The Wannsee Museum rooms,
as lightfilled and spacious as they were in 1914

Thus the Wannsee Conference. It was a meeting of 16 senior government officials of Nazi Germany and SS leaders, held in the house on 20th Jan 1942. Called by director of the Reich Main Security Office Rein­hard Heyd­rich, the conference was to ensure the cooperation of administrative leaders of various government dep­art­ments in the final solution to the Jewish question. State sec­re­t­­aries from the Foreign Office, the justice and interior ministries, plus representatives from the Schutzstaffel/SS heard the plan, and pooled their expertise. It took less than two hours for Heydrich to outline how European Jews would be rounded up from west to east, and sent to the General Government i.e the occupied part of Poland. Once the mass deportation was complete, the SS would take complete charge of the extermination camps.

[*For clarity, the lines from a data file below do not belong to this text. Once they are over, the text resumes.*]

//! Model specification: context limit, output limit, and optional cache limits.

use serde::{Deserialize, Serialize};

/// Model token limit specification.
///
/// Used by memory compression to determine when to prune or compact messages
/// against a model's actual context window rather than a hard-coded guess.
#[derive(Debug, Clone, PartialEq, Eq, Serialize, Deserialize)]
pub struct ModelSpec {
    /// Context (input) token limit.
    pub context_limit: u32,
    /// Output token limit.
    pub output_limit: u32,
    /// Optional cache read token limit (e.g., for models with prompt caching).
    #[serde(default)]
    pub cache_read: Option<u32>,
    /// Optional cache write token limit.
    #[serde(default)]
    pub cache_write: Option<u32>,
}

impl ModelSpec {
    /// Create a new `ModelSpec` with required limits.
    pub fn new(context_limit: u32, output_limit: u32) -> Self {
        Self {
            context_limit,
            output_limit,
            cache_read: None,
            cache_write: None,
        }
    }

    /// Set optional cache read limit.
    pub fn with_cache_read(mut self, limit: u32) -> Self {
        self.cache_read = Some(limit);
        self
    }

    /// Set optional cache write limit.
    pub fn with_cache_write(mut self, limit: u32) -> Self {
        self.cache_write = Some(limit);
        self
    }
}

Many records were destroyed. And it was only in March 1947 that the Wannsee Conference even came to light, by accident. One copy of the Wannsee Protocol with circulated minutes of the meeting survived, found by the Allies among files that had been seized from the German Foreign Office.

In 1965 the villa was proposed as an ideal site for the study of Nat­ional Socialism and its Consequences, organised by historian Josef Wulf and largely financed by the World Jewish Congress. But the Ger­man gov­ern­ment was not prepared to allow the Jews to buy the property or use it as a document centre. Only on 20th Jan 1992, EXACTLY on the 50th anniversary of the conference, the site was finally opened as a Holocaust Memorial and as the House of the Wannsee Conference Museum.

Most of the ground-floor rooms have large panels on the walls with text about the Nazi era and the Holocaust, along with a collection of pictures related to the evacuation of the Jews, as planned at the Wannsee Conference. The Joseph Wulf Bibliothek-Mediothek on the second floor houses a large collection of books on the Nazi era, plus other materials such as microfilms.

Reinhard Heydrich on the front cover of
Professor Mark Roseman's book

The 75th Anniversary Wannsee Conference Commemoration will be taking place in Melbourne on the 29th January 2017, chaired by the Federal Member of Parliament for Melbourne Ports and opened by the President of the Jewish Holocaust Centre.

If readers are planning to attend the Melbourne commemoration, it may be worth reading Mark Roseman’s book The Villa, the Lake, the Meeting: Wannsee and the Final Solution (Allen Lane, Penguin Press, 2002) first. Or read the review in The Guardian.